Metaplots with Metadata

Exploiting Unique Data on Economics Papers


Writing about economics writing: metaplots + metadata

Throughout the last 5 years of my PhD, I’ve developed a list of questions big and small about economics paper trends and conventions. What places do economists write about the most? Is differences-in-differences bigger than instrumental variables now? How often do economists use colons in their titles? Is it just me or… do economists really like using the verb “exploit”?

As this string of questions has gotten a little unwiedly over time, I’ve been on the look out for a nice public dataset to use to address these questions. A new convention in the motivational slides of applied econometricians/methods folks gave me hope on this front. Graphs (metaplots) that demonstrate the growing prevalence of terms like “administrative data”, “census linking”, and “staggered differences-in-differences” are now familiar figures. Metaplot-makers often need to first make the underlying dataset of academic papers.

The paper “Technology and Big Data Are Changing Economics: Mining Text to Track Methods” by Currie, Kleven, and Zwiers (CKZ 2020) serves as a prominent example. CKZ (2020) create dozens of metaplots to describe the landscape of changes in applied microeconomics methods from 1980 to present. Using data from the “top five” economics journals and the NBER working papers series, they empirically illustrate the credibility revolution (more empirics!), graphical revolution (more graphs!), and a few other coming revolutions in the academic economics universe (ML, text mining).

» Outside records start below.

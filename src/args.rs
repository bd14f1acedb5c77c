//! Arguments extracted from a matched command
//!
//! Captures are kept as text, in placeholder order. The typed accessors
//! parse them on demand so a handler bound to
//! `vset /camera/[uint]/fov [float]` can read `args.uint(0)?` and
//! `args.float(1)?` without repeating the parsing rules.

use dispatch_types::TypeSpecifier;

use crate::error::CommandError;

/// Ordered arguments passed to a command handler
#[derive(Debug, Clone, Default, PartialEq, Eq)]
pub struct CommandArgs {
    values: Vec<String>,
}

impl CommandArgs {
    pub fn new(values: Vec<String>) -> Self {
        Self { values }
    }

    pub fn len(&self) -> usize {
        self.values.len()
    }

    pub fn is_empty(&self) -> bool {
        self.values.is_empty()
    }

    /// Raw text of argument `index`
    pub fn get(&self, index: usize) -> Option<&str> {
        self.values.get(index).map(String::as_str)
    }

    pub fn as_slice(&self) -> &[String] {
        &self.values
    }

    pub fn iter(&self) -> impl Iterator<Item = &str> {
        self.values.iter().map(String::as_str)
    }

    pub fn into_vec(self) -> Vec<String> {
        self.values
    }

    /// Argument `index` as text
    pub fn str(&self, index: usize) -> Result<&str, CommandError> {
        self.get(index).ok_or(CommandError::MissingArgument { index })
    }

    /// Argument `index` parsed as an unsigned integer
    pub fn uint(&self, index: usize) -> Result<u64, CommandError> {
        let value = self.str(index)?;
        value.parse().map_err(|_| CommandError::InvalidArgument {
            index,
            expected: TypeSpecifier::UInt,
            value: value.to_string(),
        })
    }

    /// Argument `index` parsed as a float
    pub fn float(&self, index: usize) -> Result<f64, CommandError> {
        let value = self.str(index)?;
        value.parse().map_err(|_| CommandError::InvalidArgument {
            index,
            expected: TypeSpecifier::Float,
            value: value.to_string(),
        })
    }
}

impl From<Vec<String>> for CommandArgs {
    fn from(values: Vec<String>) -> Self {
        Self::new(values)
    }
}

impl<'a> IntoIterator for &'a CommandArgs {
    type Item = &'a String;
    type IntoIter = std::slice::Iter<'a, String>;

    fn into_iter(self) -> Self::IntoIter {
        self.values.iter()
    }
}

#[cfg(test)]
mod tests {
    use super::*;

    fn args(values: &[&str]) -> CommandArgs {
        CommandArgs::new(values.iter().map(|v| v.to_string()).collect())
    }

    #[test]
    fn test_typed_accessors() {
        let args = args(&["Chair", "42", "-3.14", "+.5"]);
        assert_eq!(args.str(0).unwrap(), "Chair");
        assert_eq!(args.uint(1).unwrap(), 42);
        assert!((args.float(2).unwrap() + 3.14).abs() < f64::EPSILON);
        assert!((args.float(3).unwrap() - 0.5).abs() < f64::EPSILON);
    }

    #[test]
    fn test_missing_argument() {
        let args = args(&["only"]);
        assert_eq!(args.uint(3), Err(CommandError::MissingArgument { index: 3 }));
    }

    #[test]
    fn test_empty_uint_is_invalid() {
        // `[uint]` matches zero digits, which is not a number.
        let args = args(&[""]);
        assert_eq!(
            args.uint(0),
            Err(CommandError::InvalidArgument {
                index: 0,
                expected: TypeSpecifier::UInt,
                value: String::new(),
            })
        );
    }

    #[test]
    fn test_iteration_order() {
        let args = args(&["a", "b", "c"]);
        assert_eq!(args.iter().collect::<Vec<_>>(), vec!["a", "b", "c"]);
        assert_eq!(args.len(), 3);
    }
}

CKZ (2020) use data on the full text of “top five” and NBER papers, meaning the data includes the body of the paper itself. Due to access restrictions to full text data like this, they are not able to share the raw data. However, metadata is not similarly restricted. The NBER working paper series metadata is public and includes information on titles, abtracts, author names, dates, and more. (See here and here for the raw NBER metadata.)1

Equipped with this metadata, I can make my own figures to answer some of these questions I’ve squirreled away over the last few years… or, to translate into academic economist speak, “I exploit unique large-scale text data from a corpus of economics papers to provide descriptive evidence on, well, a bunch of things.”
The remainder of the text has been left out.